Available data Block Start
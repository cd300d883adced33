//! Normalized pointer event shape shared by the interaction layer.
//!
//! The terminal integration translates raw crossterm mouse events into these
//! types before anything in the kernel sees them; the kernel never touches
//! the terminal directly.

/// Pointer button in a normalized event.
#[derive(Debug, Clone, Copy, PartialEq, Eq)]
pub enum PointerButton {
    Primary,
    Secondary,
    Middle,
}

/// Modifier keys held during a pointer event.
#[derive(Debug, Clone, Copy, PartialEq, Eq, Default)]
pub struct Modifiers {
    pub shift: bool,
    pub ctrl: bool,
    pub alt: bool,
}

impl Modifiers {
    pub const NONE: Modifiers = Modifiers {
        shift: false,
        ctrl: false,
        alt: false,
    };
}

/// A pointer event in viewer coordinates.
#[derive(Debug, Clone, Copy, PartialEq)]
pub struct PointerEvent {
    /// Viewport-relative x in cells/pixels.
    pub x: f32,
    /// Viewport-relative y in cells/pixels.
    pub y: f32,
    pub button: Option<PointerButton>,
    pub modifiers: Modifiers,
}

impl PointerEvent {
    pub fn new(x: f32, y: f32) -> Self {
        Self {
            x,
            y,
            button: None,
            modifiers: Modifiers::NONE,
        }
    }

    pub fn with_button(mut self, button: PointerButton) -> Self {
        self.button = Some(button);
        self
    }

    pub fn with_modifiers(mut self, modifiers: Modifiers) -> Self {
        self.modifiers = modifiers;
        self
    }
}

/// A coordinate relative to the scope a handler was invoked for: viewport
/// coordinates for global handlers, page-local coordinates for page handlers.
#[derive(Debug, Clone, Copy, PartialEq, Default)]
pub struct Position {
    pub x: f32,
    pub y: f32,
}

impl Position {
    pub fn new(x: f32, y: f32) -> Self {
        Self { x, y }
    }
}

/// An axis-aligned rectangle in the same coordinate space as [`Position`].
#[derive(Debug, Clone, Copy, PartialEq, Default)]
pub struct RectF {
    pub x: f32,
    pub y: f32,
    pub width: f32,
    pub height: f32,
}

impl RectF {
    pub fn new(x: f32, y: f32, width: f32, height: f32) -> Self {
        Self {
            x,
            y,
            width,
            height,
        }
    }

    /// Rectangle spanning two corners in either drag direction.
    pub fn from_corners(a: Position, b: Position) -> Self {
        let x = a.x.min(b.x);
        let y = a.y.min(b.y);
        Self {
            x,
            y,
            width: (a.x - b.x).abs(),
            height: (a.y - b.y).abs(),
        }
    }

    pub fn is_empty(&self) -> bool {
        self.width <= f32::EPSILON || self.height <= f32::EPSILON
    }
}

/// Geometric scope a handler set or mode applies to.
#[derive(Debug, Clone, Copy, PartialEq, Eq, Hash)]
pub enum Scope {
    /// The whole viewer.
    Global,
    /// One specific page.
    Page { page_index: usize },
}

impl Scope {
    pub fn page(page_index: usize) -> Self {
        Scope::Page { page_index }
    }

    pub fn is_global(&self) -> bool {
        matches!(self, Scope::Global)
    }

    pub fn page_index(&self) -> Option<usize> {
        match self {
            Scope::Global => None,
            Scope::Page { page_index } => Some(*page_index),
        }
    }
}
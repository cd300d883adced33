//! folio - terminal document viewer/annotator built on a plugin runtime.
//!
//! Module structure:
//! - core: framework primitives (DependencyResolver, Task, EventControl, Emitter, pointer events)
//! - kernel: headless runtime (Store, Action/Effect, PluginRegistry, InteractionManager)
//! - engine: document engine boundary (ports + file-backed adapter)
//! - plugins: tool plugins wired through the runtime (loader, pan, select, annotate, zoom)
//! - tui: terminal integration (feature `tui`)

pub mod config;
pub mod core;
pub mod engine;
pub mod kernel;
pub mod logging;
pub mod plugins;
#[cfg(feature = "tui")]
pub mod tui;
Available data Block End
Quote exactly the first line of the data and every line after it through the one holding "invoked for: viewport".

**Result of this exercise**
repository cd300d883adced33
//! Normalized pointer event shape shared by the interaction layer.
//!
//! The terminal integration translates raw crossterm mouse events into these
//! types before anything in the kernel sees them; the kernel never touches
//! the terminal directly.

/// Pointer button in a normalized event.
#[derive(Debug, Clone, Copy, PartialEq, Eq)]
pub enum PointerButton {
    Primary,
    Secondary,
    Middle,
}

/// Modifier keys held during a pointer event.
#[derive(Debug, Clone, Copy, PartialEq, Eq, Default)]
pub struct Modifiers {
    pub shift: bool,
    pub ctrl: bool,
    pub alt: bool,
}

impl Modifiers {
    pub const NONE: Modifiers = Modifiers {
        shift: false,
        ctrl: false,
        alt: false,
    };
}

/// A pointer event in viewer coordinates.
#[derive(Debug, Clone, Copy, PartialEq)]
pub struct PointerEvent {
    /// Viewport-relative x in cells/pixels.
    pub x: f32,
    /// Viewport-relative y in cells/pixels.
    pub y: f32,
    pub button: Option<PointerButton>,
    pub modifiers: Modifiers,
}

impl PointerEvent {
    pub fn new(x: f32, y: f32) -> Self {
        Self {
            x,
            y,
            button: None,
            modifiers: Modifiers::NONE,
        }
    }

    pub fn with_button(mut self, button: PointerButton) -> Self {
        self.button = Some(button);
        self
    }

    pub fn with_modifiers(mut self, modifiers: Modifiers) -> Self {
        self.modifiers = modifiers;
        self
    }
}

/// A coordinate relative to the scope a handler was invoked for: viewport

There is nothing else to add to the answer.